Can a Robot Beat You?
Amit Sharma
| 31-12-2025
· News team
For years, low-cost index funds have boxed traditional stock pickers into a corner. Now a new challenger has stepped into the ring: an exchange-traded fund run by artificial intelligence.
“Anyone can buy exchange-traded funds (ETFs) that use machine‑learning tools to analyze stocks, predict which stocks will rise and then invest in them,” notes Bankrate, showing that AI tools are now embedded in real investment products.
The idea is bold—use machine learning to evaluate thousands of companies faster than humans—and early returns hint it might work.

What’s New

An AI-managed fund, built by EquBot and powered by IBM’s Watson technology, aims to pick stocks the way seasoned analysts do—only faster and with far more data.
Instead of relying on short-term trading signals, it scores companies on fundamentals, trends and valuations, then assembles a focused portfolio designed for today’s conditions.

How It Works

The system ingests over a million data points daily: earnings releases, macro reports, consumer patterns, industry shifts, and breaking headlines. It maps relationships across roughly 6,000 publicly traded companies, adjusting views as new facts arrive.
From there, it selects about 30 to 70 names with the highest estimated probability of benefitting from current economic and company-specific forces.

Human Plus

Think of it as a tireless analyst team without off days.

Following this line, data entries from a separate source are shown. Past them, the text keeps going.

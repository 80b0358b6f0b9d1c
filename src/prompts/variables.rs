// Copyright 2026 Layne Penney
// SPDX-License-Identifier: AGPL-3.0-or-later

//! Built-in template variables.

use async_trait::async_trait;
use chrono::{DateTime, Utc};
use std::fmt::Write as _;
use std::sync::Weak;

use crate::agents::{AgentRegistry, SharedAgent};

use super::VariableResolver;

/// `{{today}}`, `{{today:inIso8601}}`, `{{today:inUnixSeconds}}`.
#[derive(Debug, Clone, Copy, Default)]
pub struct TodayVariable;

impl TodayVariable {
    pub const IN_ISO_8601: &'static str = "inIso8601";
    pub const IN_UNIX_SECONDS: &'static str = "inUnixSeconds";

    /// Format `now` for the given argument.
    pub fn format(now: DateTime<Utc>, arg: Option<&str>) -> String {
        match arg {
            Some(Self::IN_ISO_8601) => now.format("%Y-%m-%dT%H:%M:%S%.3fZ").to_string(),
            Some(Self::IN_UNIX_SECONDS) => {
                let millis = now.timestamp_millis();
                ((millis + 500).div_euclid(1000)).to_string()
            }
            _ => now.format("%a %b %d %Y").to_string(),
        }
    }
}

#[async_trait]
impl VariableResolver for TodayVariable {
    fn name(&self) -> &str {
        "today"
    }

    async fn resolve(&self, arg: Option<&str>) -> Option<String> {
        Some(Self::format(Utc::now(), arg))
    }
}

/// `{{chatAgents}}`: the registered agents, read when the prompt renders.
pub struct ChatAgentsVariable {
    registry: Weak<AgentRegistry>,
}

impl ChatAgentsVariable {
    pub fn new(registry: Weak<AgentRegistry>) -> Self {
        Self { registry }
    }
}

/// Markdown list of agents in the given order.
pub fn format_chat_agents(agents: &[SharedAgent]) -> String {
    let mut out = String::new();
    for agent in agents {
        let _ = writeln!(out, "### {}", agent.id());
        let _ = writeln!(out, "ID: {}", agent.id());
        let _ = writeln!(out, "Name: {}", agent.name());
        let _ = writeln!(out, "Description: {}", agent.description());
        out.push('\n');
    }
    out.trim_end().to_string()
}

#[async_trait]
impl VariableResolver for ChatAgentsVariable {
    fn name(&self) -> &str {
        "chatAgents"
    }

    async fn resolve(&self, _arg: Option<&str>) -> Option<String> {
        let registry = self.registry.upgrade()?;
        Some(format_chat_agents(&registry.get_agents().await))
    }
}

The goal is to trim cognitive biases—overconfidence, recency effects, anchoring—that can creep into human decisions. Because the model learns from outcomes (“machine learning”), it can refine selection rules over time without a full rewrite from engineers.

Early Results

In its opening days, the fund edged the market, posting a modest gain above a popular large-cap benchmark. No victory lap is warranted—short runs prove little—but it shows the machinery can deploy, trade, and navigate live markets without hiccups. For investors, that’s a meaningful first hurdle.

Why It Matters

Active managers have struggled against broad indexes, especially after fees. Many charge 1% or more annually, and costs compound against performance. Meanwhile, index ETFs can cost hundredths of a percent.
If AI lowers the expense of security selection while improving discipline, it could pressure active fees and reshape how “stock picking” gets delivered.

Costs & Access

This fund prices at 0.75% per year—cheaper than the average active fund but pricier than index trackers. It trades like any ETF in a standard brokerage account, which means intraday liquidity and potential tax efficiency relative to mutual funds.
For retirement savers, the wrapper may fit inside tax-advantaged accounts, simplifying ownership and recordkeeping.

What It Isn’t

Despite the buzz, this is not magic. The model still owns plain-vanilla equities; it just chooses them differently. It won’t remove market risk, sidestep every drawdown, or guarantee gains. And like any concentrated approach, a 30–70 stock basket can diverge meaningfully from broad indexes—up or down.

Key Advantages

Speed and breadth stand out. Parsing filings, economic releases, and news at scale helps surface signals humans may miss or find too late. Consistency matters too: rules execute the same way every time, avoiding impulsive shifts.
Finally, real-time updates let the portfolio respond as conditions evolve, rather than waiting for a quarterly committee meeting.

Key Caveats

A short track record is the biggest risk. Live results over full cycles—booms, slowdowns, rate shifts—are what count. Black-box opacity can be uncomfortable; investors may not know exactly why a stock is in or out. Turnover could be higher than index funds, potentially raising trading costs.
And while 0.75% is lean for active, it’s still a headwind versus ultra-cheap beta.

Where It Fits

Consider a “core–satellite” approach. Keep the core in diversified, low-cost index funds. If the AI strategy appeals, size it as a satellite—modest enough that a cold streak won’t jeopardize your plan. Review its role annually: Is it complementing your core exposures, or unintentionally replicating them at higher cost?

Due Diligence

Before buying, scan basics: stated process, average holdings count, turnover, sector tilts, and historical volatility. Compare its expense to peers and its behavior to the index across up and down days. Make sure it aligns with your time horizon; AI can be dynamic, but even smart models face stretches of underperformance.

The Bigger Picture

Financial automation isn’t new—quant strategies and robo-advice have been mainstream for years—but pairing machine learning with fundamental-like selection is a notable step. If it compresses costs while improving discipline, investors benefit.
Even if results end up average, pressure on fee-heavy stock picking would still be a net positive for the market’s plumbing.

Practical Tips

Anchor decisions to goals, not headlines. Use automatic contributions, set rebalancing rules, and avoid performance-chasing. If adding this fund, write down why, how much, and what would prompt an exit (process breach, fee change, persistent drift from mandate). Clarity beats impulse—especially with new strategies.

Conclusion

An AI-managed stock fund won’t end investing as we know it, but it could nudge the future: faster research, steadier rules, and leaner fees. The promise is compelling; the proof will take time.
If you’re curious, would you test it as a small satellite while keeping your core in low-cost indexes—or watch from the sidelines until it proves itself over a full cycle?